Dietary Fats and Fatty Acids

Distinguishing Healthy Fats And Those That Cause Problems

We need to distinguish health promoting fats from those that can cause problems. High fat intake has always been blamed for a host of chronic problems like hypertension, obesity, heart disease and cancer. While curbing our total fat intake is important to stay fit and healthy, avoiding all fats brings its own set of problems.


When we think of fat, it is usually the visible waxy substance that is found in all animal body cells and also spreads of butter and margarine. We usually try to avoid them by choosing fat free food. However according to the latest government survey, the intake of saturated fats or 'bad fats" has decreased but the total fat intake has not changed for the past ten years. The same survey showed that consumption of a particular group of fatty acids, called long-chain polyunsaturated fatty acids was practically non existent. Polyunsaturated fats are considered to be "good fats" and are necessary for health maintenance.


Oils and fats are known as lipids and ranges from being soft and runny to very stiff. Oils are generally liquid at room, temperature and are more healthful. They are called unsaturated, monounsaturated and polyunsaturated because of their molecular characteristics.


Monounsaturated oils are considered best for cooking, baking and use in dressings. Olive oil, peanut oil, some margarines, vegetables shortening and avocados are monounsaturated oils.

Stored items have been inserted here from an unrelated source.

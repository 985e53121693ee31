//! Visual templates.

/// Multi-panel layouts of split templates.
pub mod layout;
/// Named template catalog.
pub mod registry;
use super::*;
use crate::template::registry::lookup;

#[test]
fn multi_panel_needs_split_template_directory_and_enough_repos() {
    let dir = Source::Multi("/srv/repos".into());
    let single = Source::Single("/srv/repos/a".into());
    let quad = lookup("split-quad").unwrap();
    let vertical = lookup("split-vertical").unwrap();
    let compare = lookup("compare-panel").unwrap();

    assert_eq!(
        Strategy::choose(quad, &dir, 4),
        Strategy::MultiPanel { panels: 4 }
    );
    assert_eq!(
        Strategy::choose(quad, &dir, 7),
        Strategy::MultiPanel { panels: 4 }
    );
    assert_eq!(Strategy::choose(quad, &dir, 3), Strategy::SingleStream);
    assert_eq!(Strategy::choose(quad, &single, 1), Strategy::SingleStream);
    assert_eq!(
        Strategy::choose(vertical, &dir, 2),
        Strategy::MultiPanel { panels: 2 }
    );
    assert_eq!(Strategy::choose(compare, &dir, 5), Strategy::SingleStream);
}

#[test]
fn report_serializes_strategy_with_tag() {
    let report = RenderReport {
        output: "out.mp4".into(),
        strategy: Strategy::MultiPanel { panels: 2 },
        sync: EffectiveSync::Smart,
        repos: vec!["a".into(), "b".into()],
        warnings: Vec::new(),
    };
    let json = serde_json::to_value(&report).unwrap();
    assert_eq!(json["strategy"]["kind"], "multi_panel");
    assert_eq!(json["strategy"]["panels"], 2);
    assert_eq!(json["sync"], "smart");
}
//! Filter graph composition for the encoder.

/// Stage ordering: base look, legend, relationships, logo.
pub mod composer;
/// Labelled filter stages and their text form.
pub mod graph;
/// Legend and relationship text boxes.
pub mod overlay;
/// Extension and action tallies.
pub mod stats;
mod error;
mod http;
mod repository;
mod service;

pub use self::error::ErrorResponse;
pub use self::http::HttpError;
pub use self::repository::RepositoryError;
pub use self::service::ServiceError;
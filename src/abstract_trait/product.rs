use crate::{
    domain::{
        requests::{CreateProductRequest, UpdateProductRequest},
        responses::{ApiResponse, ProductResponse},
    },
    errors::{RepositoryError, ServiceError},
    model::Product as ProductModel,
};
use async_trait::async_trait;
use std::sync::Arc;

pub type DynProductRepository = Arc<dyn ProductRepositoryTrait + Send + Sync>;
pub type DynProductService = Arc<dyn ProductServiceTrait + Send + Sync>;

#[async_trait]
pub trait ProductRepositoryTrait {
    async fn find_all(&self) -> Result<Vec<ProductModel>, RepositoryError>;
    async fn find_by_id(&self, id: i32) -> Result<Option<ProductModel>, RepositoryError>;
    /// True when another product (id != `exclude_id`) already uses the name.
    async fn exists_by_name(&self, exclude_id: i32, name: &str) -> Result<bool, RepositoryError>;
    async fn create(&self, req: &CreateProductRequest) -> Result<ProductModel, RepositoryError>;
    async fn update(&self, req: &UpdateProductRequest) -> Result<ProductModel, RepositoryError>;
    async fn delete(&self, id: i32) -> Result<(), RepositoryError>;
    async fn exists(&self, id: i32) -> Result<bool, RepositoryError>;
}

#[async_trait]
pub trait ProductServiceTrait {
    async fn find_all(&self) -> Result<ApiResponse<Vec<ProductResponse>>, ServiceError>;
    async fn find_by_id(&self, id: i32) -> Result<ApiResponse<ProductResponse>, ServiceError>;
    async fn create(
        &self,
        req: &CreateProductRequest,
    ) -> Result<ApiResponse<ProductResponse>, ServiceError>;
    async fn update(
        &self,
        req: &UpdateProductRequest,
    ) -> Result<ApiResponse<ProductResponse>, ServiceError>;
    async fn delete(&self, id: i32) -> Result<ApiResponse<()>, ServiceError>;
}
use serde::{Deserialize, Serialize};
use utoipa::ToSchema;
use validator::Validate;

#[derive(Debug, Serialize, Deserialize, Validate, Clone, ToSchema)]
pub struct CreateOrderedProductRequest {
    #[validate(range(min = 1))]
    #[serde(rename = "order_id")]
    pub order_id: i32,

    #[validate(range(min = 1))]
    #[serde(rename = "product_id")]
    pub product_id: i32,

    #[validate(range(min = 1))]
    pub quantity: i32,
}

/// `id` comes from the request path, not the body.
#[derive(Debug, Serialize, Deserialize, Validate, Clone, ToSchema)]
pub struct UpdateOrderedProductRequest {
    #[serde(default)]
    pub id: i32,

    #[validate(range(min = 1))]
    #[serde(rename = "order_id")]
    pub order_id: i32,

    #[validate(range(min = 1))]
    #[serde(rename = "product_id")]
    pub product_id: i32,

    #[validate(range(min = 1))]
    pub quantity: i32,
}
use tokio::signal;
use tracing::info;

pub async fn shutdown_signal() {
    let ctrl_c = async {
        if let Err(err) = signal::ctrl_c().await {
            tracing::error!("Failed to install Ctrl+C handler: {err}");
        }
    };

    #[cfg(unix)]
    let terminate = async {
        match signal::unix::signal(signal::unix::SignalKind::terminate()) {
            Ok(mut stream) => {
                stream.recv().await;
            }
            Err(err) => {
                tracing::error!("Failed to install SIGTERM handler: {err}");
            }
        }
    };

    #[cfg(not(unix))]
    let terminate = std::future::pending::<()>();

    tokio::select! {
        _ = ctrl_c => {},
        _ = terminate => {},
    }

    info!("🛑 Shutdown signal received");
}
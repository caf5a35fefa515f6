use crate::model::Product;
use serde::{Deserialize, Serialize};
use utoipa::ToSchema;

#[derive(Debug, Serialize, Deserialize, ToSchema, Clone)]
pub struct ProductResponse {
    pub id: i32,
    pub name: String,
    pub price: f64,
    #[serde(rename = "expiration_date")]
    pub expiration_date: Option<String>,
    pub description: Option<String>,
}

impl From<Product> for ProductResponse {
    fn from(value: Product) -> Self {
        ProductResponse {
            id: value.product_id,
            name: value.name,
            price: value.price,
            expiration_date: value.expiration_date.map(|d| d.to_string()),
            description: value.description,
        }
    }
}
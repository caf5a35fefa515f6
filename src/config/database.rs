use sqlx::{Pool, Postgres, postgres::PgPoolOptions};

pub type ConnectionPool = Pool<Postgres>;

pub struct ConnectionManager;

impl ConnectionManager {
    pub async fn new_pool(connection_string: &str) -> anyhow::Result<ConnectionPool> {
        let pool = PgPoolOptions::new()
            .max_connections(5)
            .connect(connection_string)
            .await
            .map_err(|err| anyhow::anyhow!("Failed to create database connection pool: {}", err))?;

        Ok(pool)
    }
}
use serde::{Deserialize, Serialize};
use sqlx::FromRow;

/// Read-only lookup table.
#[derive(Debug, Clone, Serialize, Deserialize, FromRow)]
pub struct Gender {
    pub gender_id: i32,
    pub gender_type: Option<String>,
}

Polyunsaturated oils are more apt to turn rancid and must be stored very carefully. These include fish, seafood and vegetable oils. Oils contain fatty acids that the body converts into special forms needed for numerous body functions.


On the other hand, saturated fats are less healthful. They are solid at room temperature. Our bodies break down saturated fats and either store them for later use or convert them into energy. Saturated fats are difficult for the body to process into necessary components and are more likely to accumulate in arteries and promote several chronic diseases.


Most dietary oils come from seeds, leafy greens and sea vegetables. All these "good oils" supply essential fatty acids from three families: omega-3, omega-6 and omega-9 fatty acids. Our body cannot manufacture the first two and we must get in from our diet. Omega-9 can be synthesized within the body and has many health benefits.